In the second set of swelling experiments, precursor solutions for cT15 samples were equilibrated for 30 min at either 4, 12, 22, or 35 °C. Gels were then formed as described above by introducing liquid precursor mixtures into a polytetrafluoroethylene mold. Gels were allowed to solidify for 18 h at the same temperatures used to equilibrate precursor solutions. Gel samples were then removed from the molds, weighed, and immersed in 1x PBS at 37 °C. After 1 d, samples were removed from PBS, blotted to remove excess surface water, and weighed.

Swelling (Q) was calculated by

$$Q=\frac{m_f-m_i}{m_i}\times 100$$ (1)

where m_f and m_i represent the initial and final mass of the hydrogels, respectively. Three replicates were performed and the average value was reported.
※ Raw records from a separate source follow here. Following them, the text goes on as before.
//! Download jobs feature module
//!
//! Submission and status of bulk download jobs. The per-kind endpoints in
//! `training_packages` and `units` delegate to the commands and queries here;
//! this module also serves the cross-kind job listing.

pub mod commands;
pub mod queries;
pub mod routes;


pub use routes::download_jobs_routes;
//! VetLearn Server Library
//!
//! Operator API and ingestion core for the training-component catalog.
//!
//! # Overview
//!
//! - **ingest**: pulls packages and units from training.gov.au, parses unit
//!   elements and performance criteria, and stores them idempotently
//! - **features**: admin HTTP endpoints for listings, bulk downloads and job status
//! - **api**: router assembly, health check and server bootstrap
//! - **db**: connection pool and embedded migrations
//! - **middleware**: CORS, request tracing and the admin extractor
//!
//! # Example
//!
//! ```no_run
//! use vetlearn_server::{api, config::Config};
//!
//! #[tokio::main]
//! async fn main() -> anyhow::Result<()> {
//!     let config = Config::load()?;
//!     api::serve(config).await
//! }
//! ```

pub mod api;
pub mod config;
pub mod db;
pub mod features;
pub mod ingest;
pub mod middleware;

pub use api::response::{AppError, ApiResult};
Bulk Compression Testing of Adhesive Hydrogels

Compression tests were conducted on a Sintech 20/G mechanical tester equipped with a 1000-lb load cell. Cylindrical gels (~5 mm diameter, ~10 mm height) were formed as described above by introducing liquid precursors into a polytetrafluoroethylene mold and allowing the gel to solidify for 15 minutes at room temperature. Gel samples were removed from the molds and tested in the unswollen state or after swelling for 24 h at 37 °C. Samples were strained to 90 % at a crosshead speed of 10 mm/min at room temperature in air or 37 °C in 1x PBS. Compressive moduli were calculated by determining the slope of the first 5 % of the stress-strain curve. Ultimate compressive stress (UCS) and failure strain were defined as the largest stress and strain values recorded before samples failed. The AUC for both loading and unloading portions of the curve were estimated by the rectangle method in MATLAB. Energy dissipation was calculated by

$$\mathit{\text{Energy Dissipation}}=\frac{AU{C}_L-AU{C}_U}{AU{C}_L}\times 100$$ (2)

where AUC_L and AUC_U represent the areas under the loading and unloading curves, respectively. Three trials were performed and the average value was reported.

Lap-Shear Testing

The performance of cT hydrogels as tissue adhesives was analyzed in a lap shear test based on ASTM standard F2255-05.^[27] Dehydrated and decellularized porcine dermis was reconstituted for >1 h in 1x PBS and cut to size (2.5 cm × 2.0 cm). Tissue substrates were glued onto aluminum fixtures using cyanoacrylate glue (Permabond 268, Permabond, Pottstown, PA) and cured for 1 h at 37 °C, keeping the fixture wrapped in PBS-soaked gauze to prevent dehydration of the tissue. The gel precursors were mixed as described above and 100 µL of the adhesive solution was applied to the tissue surface. A second tissue sample on an aluminum fixture was immediately brought into contact with the adhesive, achieving an overlapping (adhesive bonded) area of approximately 2.5 cm × 1.0 cm. A 100-g weight was placed on the fixture assembly for ~15 min, after which test samples were submerged for 1 h in 1x PBS at 37 °C. Immediately prior to tensile testing, samples were removed from the water bath, and the area of substrate overlap was measured using digital calipers. Samples were strained until failure in lap shear on a Sintech 20/G mechanical tester equipped with a 1000-lb load cell at 37 °C with a cross-head speed of 5 mm/min.

Statistical Analysis

Statistical significance was conducted with IBM SPSS Statistics software by a one-way analysis of variance (ANOVA) with a Bonferroni post-hoc test.